BEGIN

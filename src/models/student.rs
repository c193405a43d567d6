//! Student model.
//!
//! Students are stored in the roster arena and addressed by index.
//! Enrollment is a set of course indices; the matching back-reference
//! lives on [`Course`](super::Course). Both sides are maintained by the
//! roster when enrollments are applied.

use serde::{Deserialize, Serialize};
use std::collections::BTreeSet;

/// A student who sits exams.
#[derive(Debug, Clone, Serialize, Deserialize)]
pub struct Student {
    /// External identifier from the imported records.
    pub id: u32,
    /// Display name (typically the student number).
    pub name: String,
    /// Indices of enrolled courses in the roster arena.
    pub enrolled: BTreeSet<usize>,
}

impl Student {
    /// Creates a student with no enrollments.
    pub fn new(id: u32, name: impl Into<String>) -> Self {
        Self {
            id,
            name: name.into(),
            enrolled: BTreeSet::new(),
        }
    }

    /// Number of courses this student is enrolled in.
    #[inline]
    pub fn course_count(&self) -> usize {
        self.enrolled.len()
    }

    /// Whether this student is enrolled in the course at `course_idx`.
    #[inline]
    pub fn is_enrolled_in(&self, course_idx: usize) -> bool {
        self.enrolled.contains(&course_idx)
    }
}

#[cfg(test)]
mod tests {
    use super::*;

    #[test]
    fn test_student_new() {
        let s = Student::new(7, "2021-0007");
        assert_eq!(s.id, 7);
        assert_eq!(s.name, "2021-0007");
        assert_eq!(s.course_count(), 0);
        assert!(!s.is_enrolled_in(0));
    }

    #[test]
    fn test_enrollment_set_is_deduplicated() {
        let mut s = Student::new(1, "S1");
        s.enrolled.insert(3);
        s.enrolled.insert(3);
        s.enrolled.insert(1);
        assert_eq!(s.course_count(), 2);
        assert!(s.is_enrolled_in(3));
    }
}
//! Classroom model.

use serde::{Deserialize, Serialize};

/// A classroom with a fixed seating capacity.
#[derive(Debug, Clone, Serialize, Deserialize)]
pub struct Classroom {
    /// External identifier from the imported records.
    pub id: u32,
    /// Room name (e.g. "B201").
    pub name: String,
    /// Seating capacity. Must be positive for scheduling to use the room.
    pub capacity: u32,
}

impl Classroom {
    /// Creates a classroom.
    pub fn new(id: u32, name: impl Into<String>, capacity: u32) -> Self {
        Self {
            id,
            name: name.into(),
            capacity,
        }
    }
}

#[cfg(test)]
mod tests {
    use super::*;

    #[test]
    fn test_classroom_new() {
        let r = Classroom::new(4, "C301", 80);
        assert_eq!(r.id, 4);
        assert_eq!(r.name, "C301");
        assert_eq!(r.capacity, 80);
    }
}
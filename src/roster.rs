//! Student/course membership arena.
//!
//! The roster owns all students and courses for one scheduling run and
//! maintains the bidirectional membership between them as index sets,
//! so the graph carries no object cycles. It is built once per run:
//! enrollments are applied first, then per-course duration overrides.
//! No other component mutates students or courses afterwards.

use serde::{Deserialize, Serialize};
use std::collections::HashMap;
use tracing::warn;

use crate::models::{Course, Enrollment, ExamConfig, Student};

/// Arena of students and courses with bidirectional membership.
#[derive(Debug, Clone, Default, Serialize, Deserialize)]
pub struct Roster {
    /// All students, addressed by index.
    pub students: Vec<Student>,
    /// All courses, addressed by index.
    pub courses: Vec<Course>,
}

impl Roster {
    /// Creates a roster over the given students and courses.
    ///
    /// Any membership already present on the inputs is kept; enrollments
    /// are applied on top via [`apply_enrollments`](Self::apply_enrollments).
    pub fn new(students: Vec<Student>, courses: Vec<Course>) -> Self {
        Self { students, courses }
    }

    /// Number of students.
    #[inline]
    pub fn student_count(&self) -> usize {
        self.students.len()
    }

    /// Number of courses.
    #[inline]
    pub fn course_count(&self) -> usize {
        self.courses.len()
    }

    /// Resolves enrollment records into the membership graph.
    ///
    /// Each record's course is resolved by name and its students by
    /// external id; every match links both sides. References to unknown
    /// courses or students are skipped: a data-quality issue in the
    /// import, not a scheduling failure.
    pub fn apply_enrollments(&mut self, enrollments: &[Enrollment]) {
        let course_by_name: HashMap<&str, usize> = self
            .courses
            .iter()
            .enumerate()
            .map(|(idx, c)| (c.name.as_str(), idx))
            .collect();
        let student_by_id: HashMap<u32, usize> = self
            .students
            .iter()
            .enumerate()
            .map(|(idx, s)| (s.id, idx))
            .collect();

        let mut links = Vec::new();
        for enrollment in enrollments {
            let Some(&course_idx) = course_by_name.get(enrollment.course_name.as_str()) else {
                warn!(course = %enrollment.course_name, "enrollment references unknown course, skipped");
                continue;
            };

            for &student_id in &enrollment.student_ids {
                let Some(&student_idx) = student_by_id.get(&student_id) else {
                    warn!(
                        course = %enrollment.course_name,
                        student = student_id,
                        "enrollment references unknown student, skipped"
                    );
                    continue;
                };
                links.push((student_idx, course_idx));
            }
        }

        for (student_idx, course_idx) in links {
            self.link(student_idx, course_idx);
        }
    }

    /// Applies per-course duration overrides from the configuration.
    ///
    /// Courses without an override keep their current duration.
    pub fn apply_durations(&mut self, config: &ExamConfig) {
        for course in &mut self.courses {
            if let Some(&minutes) = config.course_durations.get(&course.name) {
                course.duration_minutes = minutes;
            }
        }
    }

    /// Links a student and a course in both directions.
    fn link(&mut self, student_idx: usize, course_idx: usize) {
        self.students[student_idx].enrolled.insert(course_idx);
        self.courses[course_idx].students.insert(student_idx);
    }

    /// Number of other courses sharing at least one student with
    /// `course_idx`.
    pub fn conflict_degree(&self, course_idx: usize) -> usize {
        let course = &self.courses[course_idx];
        self.courses
            .iter()
            .enumerate()
            .filter(|(other_idx, other)| {
                *other_idx != course_idx && course.shares_students_with(other)
            })
            .count()
    }
}
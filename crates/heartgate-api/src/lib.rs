//! # heartgate-api
//!
//! HTTP API layer for Heartgate built on Axum.
//!
//! Exposes `POST /heartbeat` and `GET /healthcheck`, the request logging
//! middleware, DTOs, and [`ApiError`](error::ApiError), which maps
//! [`AppError`](heartgate_core::AppError) to HTTP responses.

pub mod dto;
pub mod error;
pub mod handlers;
pub mod middleware;
pub mod router;
pub mod state;

pub use router::build_router;
pub use state::AppState;
//! In-memory session store using dashmap.

use std::collections::HashMap;
use std::sync::Arc;
use std::sync::atomic::{AtomicU64, Ordering};

use async_trait::async_trait;
use dashmap::DashMap;
use tracing::debug;

use heartgate_core::result::AppResult;
use heartgate_core::traits::SessionStore;
use heartgate_core::types::{PostAction, UserSessionData, UserSessionMap};

/// In-memory session store.
///
/// Each user's session map lives in one dashmap entry. A batch is applied
/// while holding that entry, so concurrent heartbeats of the same user
/// see either none or all of it. Suitable for single-instance deployments.
#[derive(Debug, Clone, Default)]
pub struct MemorySessionStore {
    /// Session maps keyed by user id.
    sessions: Arc<DashMap<String, UserSessionMap>>,
    /// Progress values keyed by user id, then asset id.
    progress: Arc<DashMap<String, HashMap<String, serde_json::Value>>>,
    /// Total number of post actions applied since creation.
    applied: Arc<AtomicU64>,
}

impl MemorySessionStore {
    /// Create an empty store.
    pub fn new() -> Self {
        Self::default()
    }

    /// Total number of post actions applied since the store was created.
    pub fn applied_actions(&self) -> u64 {
        self.applied.load(Ordering::SeqCst)
    }

    /// Apply one user's share of a batch under that user's entry lock.
    fn apply_for_user(&self, user_id: &str, actions: &[PostAction]) {
        {
            let mut sessions = self.sessions.entry(user_id.to_string()).or_default();
            for action in actions {
                match action {
                    PostAction::SetSession {
                        session_id, record, ..
                    } => {
                        sessions.insert(session_id.clone(), record.clone());
                    }
                    PostAction::DeleteSession { session_id, .. } => {
                        sessions.remove(session_id);
                    }
                    PostAction::UpdateProgress {
                        asset_id, progress, ..
                    } => {
                        self.progress
                            .entry(user_id.to_string())
                            .or_default()
                            .insert(asset_id.clone(), progress.clone());
                    }
                }
            }
        }

        self.sessions.remove_if(user_id, |_, sessions| sessions.is_empty());
        self.applied
            .fetch_add(actions.len() as u64, Ordering::SeqCst);
    }
}

#[async_trait]
impl SessionStore for MemorySessionStore {
    async fn fetch_user_session_data(&self, user_id: &str) -> AppResult<UserSessionData> {
        let sessions = self
            .sessions
            .get(user_id)
            .map(|entry| entry.value().clone())
            .unwrap_or_default();
        Ok(UserSessionData { sessions })
    }

    async fn execute_post_actions(&self, actions: Vec<PostAction>) -> AppResult<()> {
        if actions.is_empty() {
            return Ok(());
        }

        let mut by_user: Vec<(String, Vec<PostAction>)> = Vec::new();
        for action in actions {
            match by_user.iter_mut().find(|(user, _)| user == action.user_id()) {
                Some((_, batch)) => batch.push(action),
                None => by_user.push((action.user_id().to_string(), vec![action])),
            }
        }

        for (user_id, batch) in &by_user {
            debug!(user_id = %user_id, count = batch.len(), "Applying post actions in memory");
            self.apply_for_user(user_id, batch);
        }

        Ok(())
    }

    async fn fetch_progress(
        &self,
        user_id: &str,
        asset_id: &str,
    ) -> AppResult<Option<serde_json::Value>> {
        Ok(self
            .progress
            .get(user_id)
            .and_then(|assets| assets.get(asset_id).cloned()))
    }

    async fn health_check(&self) -> AppResult<bool> {
        Ok(true)
    }
}
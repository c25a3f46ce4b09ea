//! Convenience result type alias for Heartgate.

use crate::error::AppError;

/// A specialized `Result` type for Heartgate operations.
///
/// This is defined as a convenience so that every crate does not need to
/// write `Result<T, AppError>` explicitly.
pub type AppResult<T> = Result<T, AppError>;
//! Heartgate server: concurrent-session limiting over stateless heartbeats.
//!
//! Main entry point that wires all crates together and starts the server.

use std::sync::Arc;

use tracing_subscriber::{EnvFilter, fmt};

use heartgate_core::config::AppConfig;
use heartgate_core::error::AppError;
use heartgate_core::traits::SessionStore;
use heartgate_service::HeartbeatService;
use heartgate_store::StoreManager;
use heartgate_token::TokenCodec;

#[tokio::main]
async fn main() {
    let config = match load_configuration() {
        Ok(c) => c,
        Err(e) => {
            eprintln!("Failed to load configuration: {e}");
            std::process::exit(1);
        }
    };

    init_logging(&config);

    if let Err(e) = run(config).await {
        tracing::error!("Server error: {}", e);
        std::process::exit(1);
    }
}

/// Load configuration from `config/` and the environment
fn load_configuration() -> Result<AppConfig, AppError> {
    let env = std::env::var("HEARTGATE_ENV").unwrap_or_else(|_| "development".to_string());
    AppConfig::load(&env)
}

/// Initialize tracing/logging
fn init_logging(config: &AppConfig) {
    let filter =
        EnvFilter::try_from_default_env().unwrap_or_else(|_| EnvFilter::new(&config.logging.level));

    match config.logging.format.as_str() {
        "json" => {
            fmt()
                .json()
                .with_env_filter(filter)
                .with_target(true)
                .with_current_span(true)
                .init();
        }
        _ => {
            fmt()
                .pretty()
                .with_env_filter(filter)
                .with_target(true)
                .init();
        }
    }
}

/// Main server run function
async fn run(config: AppConfig) -> Result<(), AppError> {
    tracing::info!("Starting Heartgate v{}", env!("CARGO_PKG_VERSION"));

    if config.token.uses_default_key() {
        tracing::warn!(
            "No shared key configured; using the built-in development key. \
             Set SHARED_KEY or HEARTGATE__TOKEN__SHARED_KEY in production"
        );
    }

    tracing::info!(provider = %config.store.provider, "Initializing session store...");
    let store: Arc<dyn SessionStore> = Arc::new(StoreManager::new(&config.store).await?);
    if !store.health_check().await? {
        return Err(AppError::store_unavailable("Session store failed its health check"));
    }

    let codec = Arc::new(TokenCodec::from_config(&config.token));
    let heartbeat_service = Arc::new(HeartbeatService::new(codec, store));

    let addr = config.server.bind_address();
    let state = heartgate_api::AppState::new(Arc::new(config), heartbeat_service);
    let app = heartgate_api::build_router(state);

    let listener = tokio::net::TcpListener::bind(&addr)
        .await
        .map_err(|e| AppError::internal(format!("Failed to bind {addr}: {e}")))?;

    tracing::info!("Heartgate listening on {}", addr);

    axum::serve(listener, app)
        .with_graceful_shutdown(async {
            shutdown_signal().await;
            tracing::info!("Shutdown signal received, starting graceful shutdown...");
        })
        .await
        .map_err(|e| AppError::internal(format!("Server error: {e}")))?;

    tracing::info!("Heartgate shut down gracefully");
    Ok(())
}

/// Wait for shutdown signal (Ctrl+C or SIGTERM)
async fn shutdown_signal() {
    let ctrl_c = async {
        tokio::signal::ctrl_c()
            .await
            .expect("Failed to install Ctrl+C handler");
    };

    #[cfg(unix)]
    let terminate = async {
        tokio::signal::unix::signal(tokio::signal::unix::SignalKind::terminate())
            .expect("Failed to install SIGTERM handler")
            .recv()
            .await;
    };

    #[cfg(not(unix))]
    let terminate = std::future::pending::<()>();

    tokio::select! {
        _ = ctrl_c => {},
        _ = terminate => {},
    }
}
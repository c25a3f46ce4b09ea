//! Configuration management CLI commands.

use clap::{Args, Subcommand};
use serde::Serialize;

use crate::output::{self, FieldRow, OutputFormat};
use heartgate_core::config::AppConfig;
use heartgate_core::error::AppError;

/// Arguments for config commands
#[derive(Debug, Args)]
pub struct ConfigArgs {
    /// Config subcommand
    #[command(subcommand)]
    pub command: ConfigCommand,
}

/// Config subcommands
#[derive(Debug, Subcommand)]
pub enum ConfigCommand {
    /// Show the effective configuration with secrets masked
    Show,
    /// Validate the configuration
    Validate,
}

/// Effective configuration as displayed.
#[derive(Debug, Serialize)]
struct ConfigView {
    bind_address: String,
    body_limit_bytes: usize,
    shared_key: &'static str,
    store_provider: String,
    redis_url: String,
    redis_key_prefix: String,
    session_ttl_seconds: u64,
    log_level: String,
    log_format: String,
}

impl ConfigView {
    fn new(config: &AppConfig) -> Self {
        Self {
            bind_address: config.server.bind_address(),
            body_limit_bytes: config.server.body_limit_bytes,
            shared_key: if config.token.uses_default_key() {
                "(default)"
            } else {
                "****"
            },
            store_provider: config.store.provider.clone(),
            redis_url: config.store.redis.masked_url(),
            redis_key_prefix: config.store.redis.key_prefix.clone(),
            session_ttl_seconds: config.store.redis.session_ttl_seconds,
            log_level: config.logging.level.clone(),
            log_format: config.logging.format.clone(),
        }
    }

    fn rows(&self) -> Vec<FieldRow> {
        vec![
            FieldRow::new("bind_address", &self.bind_address),
            FieldRow::new("body_limit_bytes", self.body_limit_bytes),
            FieldRow::new("shared_key", self.shared_key),
            FieldRow::new("store_provider", &self.store_provider),
            FieldRow::new("redis_url", &self.redis_url),
            FieldRow::new("redis_key_prefix", &self.redis_key_prefix),
            FieldRow::new("session_ttl_seconds", self.session_ttl_seconds),
            FieldRow::new("log_level", &self.log_level),
            FieldRow::new("log_format", &self.log_format),
        ]
    }
}

/// Execute config commands
pub fn execute(
    args: &ConfigArgs,
    loaded: Result<AppConfig, AppError>,
    format: OutputFormat,
) -> Result<(), AppError> {
    match &args.command {
        ConfigCommand::Show => {
            let view = ConfigView::new(&loaded?);
            output::print_item(&view, view.rows(), format);
        }
        ConfigCommand::Validate => {
            let config = loaded.inspect_err(|e| {
                output::print_error(&format!("Configuration invalid: {e}"));
            })?;

            let problems = validate(&config);
            if !problems.is_empty() {
                for problem in &problems {
                    output::print_error(problem);
                }
                return Err(AppError::validation(format!(
                    "{} configuration problem(s)",
                    problems.len()
                )));
            }

            if config.token.uses_default_key() {
                output::print_warning("token.shared_key is the built-in development key");
            }
            output::print_success("Configuration is valid");
            output::print_kv("Server", &config.server.bind_address());
            output::print_kv("Store", &config.store.provider);
            output::print_kv("Logging", &format!("{} ({})", config.logging.level, config.logging.format));
        }
    }

    Ok(())
}

/// Problems that would stop the server from starting or serving.
fn validate(config: &AppConfig) -> Vec<String> {
    let mut problems = Vec::new();

    if config.token.shared_key.is_empty() {
        problems.push("token.shared_key must not be empty".to_string());
    }
    if !matches!(config.store.provider.as_str(), "memory" | "redis") {
        problems.push(format!(
            "store.provider '{}' is not one of: memory, redis",
            config.store.provider
        ));
    }
    if !matches!(config.logging.format.as_str(), "json" | "pretty") {
        problems.push(format!(
            "logging.format '{}' is not one of: json, pretty",
            config.logging.format
        ));
    }
    if config.server.body_limit_bytes == 0 {
        problems.push("server.body_limit_bytes must be positive".to_string());
    }

    problems
}
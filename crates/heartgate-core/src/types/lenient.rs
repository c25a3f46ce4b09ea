//! Permissive deserializers for heartbeat fields.
//!
//! Tokens are produced by more than one backend, and policy fields arrive
//! as numbers, numeric strings, or not at all. Anything that cannot be
//! read is treated as unset instead of failing the whole token.

use chrono::{DateTime, Utc};
use serde::{Deserialize, Deserializer};
use serde_json::Value;

/// Read a non-negative integer from a number or numeric string.
pub fn count<'de, D>(deserializer: D) -> Result<Option<u64>, D::Error>
where
    D: Deserializer<'de>,
{
    let value = Option::<Value>::deserialize(deserializer)?;
    Ok(value.as_ref().and_then(value_as_count))
}

/// Read an RFC 3339 instant; unparseable values become `None`.
pub fn instant<'de, D>(deserializer: D) -> Result<Option<DateTime<Utc>>, D::Error>
where
    D: Deserializer<'de>,
{
    let value = Option::<Value>::deserialize(deserializer)?;
    Ok(match value {
        Some(Value::String(s)) => DateTime::parse_from_rfc3339(s.trim())
            .ok()
            .map(|dt| dt.with_timezone(&Utc)),
        _ => None,
    })
}

fn value_as_count(value: &Value) -> Option<u64> {
    match value {
        Value::Number(n) => n.as_u64().or_else(|| {
            n.as_f64()
                .filter(|f| f.is_finite() && *f >= 0.0)
                .map(|f| f.trunc() as u64)
        }),
        Value::String(s) => {
            let s = s.trim();
            s.parse::<u64>().ok().or_else(|| {
                s.parse::<f64>()
                    .ok()
                    .filter(|f| f.is_finite() && *f >= 0.0)
                    .map(|f| f.trunc() as u64)
            })
        }
        _ => None,
    }
}

#[cfg(test)]
mod tests {
    use super::*;
    use serde_json::json;

    #[test]
    fn test_counts() {
        assert_eq!(value_as_count(&json!(30)), Some(30));
        assert_eq!(value_as_count(&json!("30")), Some(30));
        assert_eq!(value_as_count(&json!(" 7 ")), Some(7));
        assert_eq!(value_as_count(&json!(2.9)), Some(2));
        assert_eq!(value_as_count(&json!(-1)), None);
        assert_eq!(value_as_count(&json!("abc")), None);
        assert_eq!(value_as_count(&json!(true)), None);
    }
}
//! Store manager that dispatches to the configured backend.

use std::sync::Arc;

use async_trait::async_trait;
use tracing::{info, warn};

use heartgate_core::config::StoreConfig;
use heartgate_core::error::AppError;
use heartgate_core::result::AppResult;
use heartgate_core::traits::SessionStore;
use heartgate_core::types::{PostAction, UserSessionData};

/// Store manager that wraps the configured session store backend.
///
/// The backend is selected at construction time based on configuration.
#[derive(Debug, Clone)]
pub struct StoreManager {
    /// The inner store backend.
    inner: Arc<dyn SessionStore>,
}

impl StoreManager {
    /// Create a new store manager from configuration.
    pub async fn new(config: &StoreConfig) -> AppResult<Self> {
        let inner: Arc<dyn SessionStore> = match config.provider.as_str() {
            #[cfg(feature = "redis-backend")]
            "redis" => {
                info!("Initializing Redis session store");
                let client = crate::redis::RedisClient::connect(&config.redis).await?;
                Arc::new(crate::redis::RedisSessionStore::new(client, &config.redis))
            }
            #[cfg(feature = "memory")]
            "memory" => {
                warn!(
                    "Using the in-memory session store; sessions are lost on restart and \
                     not shared between instances"
                );
                Arc::new(crate::memory::MemorySessionStore::new())
            }
            other => {
                return Err(AppError::configuration(format!(
                    "Unknown store provider: '{other}'. Supported: memory, redis"
                )));
            }
        };

        Ok(Self { inner })
    }

    /// Create a store manager from an existing backend (for testing).
    pub fn from_store(store: Arc<dyn SessionStore>) -> Self {
        Self { inner: store }
    }
}

#[async_trait]
impl SessionStore for StoreManager {
    async fn fetch_user_session_data(&self, user_id: &str) -> AppResult<UserSessionData> {
        self.inner.fetch_user_session_data(user_id).await
    }

    async fn execute_post_actions(&self, actions: Vec<PostAction>) -> AppResult<()> {
        self.inner.execute_post_actions(actions).await
    }

    async fn fetch_progress(
        &self,
        user_id: &str,
        asset_id: &str,
    ) -> AppResult<Option<serde_json::Value>> {
        self.inner.fetch_progress(user_id, asset_id).await
    }

    async fn health_check(&self) -> AppResult<bool> {
        self.inner.health_check().await
    }
}
//! HTTP server configuration.

use serde::{Deserialize, Serialize};

/// HTTP server configuration.
#[derive(Debug, Clone, Serialize, Deserialize)]
pub struct ServerConfig {
    /// Bind address.
    #[serde(default = "default_host")]
    pub host: String,
    /// Bind port.
    #[serde(default = "default_port")]
    pub port: u16,
    /// Maximum accepted request body size in bytes.
    #[serde(default = "default_body_limit")]
    pub body_limit_bytes: usize,
}

impl ServerConfig {
    /// The `host:port` string the listener binds to.
    pub fn bind_address(&self) -> String {
        format!("{}:{}", self.host, self.port)
    }
}

impl Default for ServerConfig {
    fn default() -> Self {
        Self {
            host: default_host(),
            port: default_port(),
            body_limit_bytes: default_body_limit(),
        }
    }
}

fn default_host() -> String {
    "0.0.0.0".to_string()
}

fn default_port() -> u16 {
    3000
}

fn default_body_limit() -> usize {
    64 * 1024
}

END

**REQUIRED WORK**
Write the lines again exactly, from the first line of the material above to the line that includes "enrollments are applied.", both included. Leave out all the rest.

**TASK RESULT**
filename src/models/student.rs
repository c193405a43d567d6
//! Student model.
//!
//! Students are stored in the roster arena and addressed by index.
//! Enrollment is a set of course indices; the matching back-reference
//! lives on [`Course`](super::Course). Both sides are maintained by the
//! roster when enrollments are applied.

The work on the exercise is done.